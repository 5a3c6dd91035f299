use std::io;
use std::path::{Path, PathBuf};
use std::fs;

use thiserror::Error;

use crate::grid::{Grid, Pos};

/// Why a puzzle source could not be turned into a grid. Both variants are
/// caller-recoverable: the caller decides whether to fall back to a
/// default grid or abort.
#[derive(Debug, Error)]
pub enum LoadError {
    #[error("cannot read {path}: {source}")]
    InputAccess {
        path: PathBuf,
        #[source]
        source: io::Error,
    },
    #[error("line {line}, field {field}: {token:?} is not a digit 0-9")]
    Parse { line: usize, field: usize, token: String },
}

/// Read a puzzle from a CSV file: up to nine lines of up to nine
/// comma-separated fields, one line per row.
pub fn load_puzzle(path: impl AsRef<Path>) -> Result<Grid, LoadError> {
    let path = path.as_ref();
    let text = fs::read_to_string(path)
        .map_err(|source| LoadError::InputAccess { path: path.to_path_buf(), source })?;
    parse_csv(&text)
}

/// Parse CSV text into a grid. Blank, whitespace-only and "0" fields map to
/// a blank cell; short lines and missing trailing rows leave the remainder
/// of the grid blank; rows and fields beyond the ninth are ignored.
pub fn parse_csv(text: &str) -> Result<Grid, LoadError> {
    let mut grid = Grid::empty();
    for (r, line) in text.lines().take(9).enumerate() {
        for (c, field) in line.split(',').take(9).enumerate() {
            let token = field.trim();
            if token.is_empty() || token == "0" {
                continue;
            }
            let value = token
                .parse::<u8>()
                .ok()
                .filter(|&v| v <= 9)
                .ok_or_else(|| LoadError::Parse {
                    line: r + 1,
                    field: c + 1,
                    token: token.to_string(),
                })?;
            grid.set(Pos { r, c }, value);
        }
    }
    Ok(grid)
}
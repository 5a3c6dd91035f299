use itertools::Itertools;
use std::fmt::{self, Display, Formatter};

use crate::validator;

pub type Digit = u8; // 0 = blank; 1..=9 otherwise

#[derive(Clone, Copy, Debug, PartialEq, Eq, Hash)]
pub struct Pos { pub r: usize, pub c: usize }

impl Pos {
    pub fn idx(self) -> usize {
        debug_assert!(self.r < 9 && self.c < 9, "position out of range: r{},c{}", self.r, self.c);
        self.r * 9 + self.c
    }
}

impl Display for Pos {
    fn fmt(&self, f: &mut Formatter<'_>) -> fmt::Result { write!(f, "r{},c{}", self.r, self.c) }
}

#[derive(Clone, Debug, PartialEq, Eq)]
pub struct Grid {
    // 0 = blank; 1..=9 digits
    pub(crate) cells: [Digit; 81],
    // candidate bitset per cell; bit d means digit d (1..=9) not yet ruled out.
    // Only meaningful while the cell is blank; committing a value clears it.
    pub(crate) cands: [u16; 81],
}

impl Grid {
    pub fn empty() -> Self { Self { cells: [0; 81], cands: [0; 81] } }

    /// Build a grid from a caller-supplied 9x9 value matrix, 0 for blanks.
    /// Values above 9 are a contract violation and abort.
    pub fn from_rows(rows: [[Digit; 9]; 9]) -> Self {
        let mut g = Grid::empty();
        for (r, c) in (0..9).cartesian_product(0..9) {
            let v = rows[r][c];
            assert!(v <= 9, "cell value {v} out of range at r{r},c{c}");
            g.cells[r * 9 + c] = v;
        }
        g
    }

    pub fn get(&self, p: Pos) -> Digit { self.cells[p.idx()] }
    pub fn set(&mut self, p: Pos, d: Digit) { self.cells[p.idx()] = d; }

    pub fn candidates(&self, p: Pos) -> u16 { self.cands[p.idx()] }
    pub fn remove_candidate(&mut self, p: Pos, d: Digit) { self.cands[p.idx()] &= !(1 << d); }
    pub fn clear_candidates(&mut self, p: Pos) { self.cands[p.idx()] = 0; }

    /// Materialize candidate sets for a solve: {1..9} for every blank cell,
    /// absent (0) for every filled one.
    pub fn init_candidates(&mut self) {
        for i in 0..81 {
            self.cands[i] = if self.cells[i] == 0 { all_digits() } else { 0 };
        }
    }

    /// Would placing `d` at `p` keep the containing row, column and block
    /// free of duplicates? Tentatively places the value, checks, and reverts
    /// it regardless of outcome.
    pub fn probe_legal(&mut self, d: Digit, p: Pos) -> bool {
        debug_assert_eq!(self.cells[p.idx()], 0, "probe on a filled cell at {p}");
        let mut quiet = crate::Trace::quiet();
        self.cells[p.idx()] = d;
        let ok = validator::row_ok(self, p.r, &mut quiet)
            && validator::col_ok(self, p.c, &mut quiet)
            && validator::block_ok(self, p.r / 3, p.c / 3, &mut quiet);
        self.cells[p.idx()] = 0;
        ok
    }

    /// Independent copy for one search branch: committed values only, no
    /// candidate state. The child re-derives its own candidates.
    pub fn fork(&self) -> Grid { Grid { cells: self.cells, cands: [0; 81] } }

    pub fn is_filled(&self) -> bool { self.cells.iter().all(|&d| d != 0) }

    pub fn positions() -> impl Iterator<Item = Pos> {
        (0..9).cartesian_product(0..9).map(|(r, c)| Pos { r, c })
    }
}

impl Display for Grid {
    fn fmt(&self, f: &mut Formatter<'_>) -> fmt::Result {
        let rule = "-".repeat(37);
        writeln!(f, "{rule}")?;
        for r in 0..9 {
            write!(f, "|")?;
            for c in 0..9 {
                let d = self.cells[r * 9 + c];
                if d == 0 { write!(f, "   |")?; } else { write!(f, " {d} |")?; }
            }
            writeln!(f)?;
            writeln!(f, "{rule}")?;
        }
        Ok(())
    }
}

pub fn digit_count(mask: u16) -> u32 { mask.count_ones() }

pub fn first_digit(mask: u16) -> Option<Digit> {
    if mask == 0 { None } else { Some(mask.trailing_zeros() as Digit) }
}

pub fn digits_of(mask: u16) -> impl Iterator<Item = Digit> {
    (1u8..=9).filter(move |&d| mask & (1 << d) != 0)
}

#[inline]
pub const fn all_digits() -> u16 { 0b11_1111_1110 } // bits 1..=9 set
════════════════════
| TRY IT |
In the listing above, find the line with "pub fn load_puzzle(path: impl" and the line with "fields map to"; output exactly those lines and all lines between them.

| TASK RESULT |
pub fn load_puzzle(path: impl AsRef<Path>) -> Result<Grid, LoadError> {
    let path = path.as_ref();
    let text = fs::read_to_string(path)
        .map_err(|source| LoadError::InputAccess { path: path.to_path_buf(), source })?;
    parse_csv(&text)
}

/// Parse CSV text into a grid. Blank, whitespace-only and "0" fields map to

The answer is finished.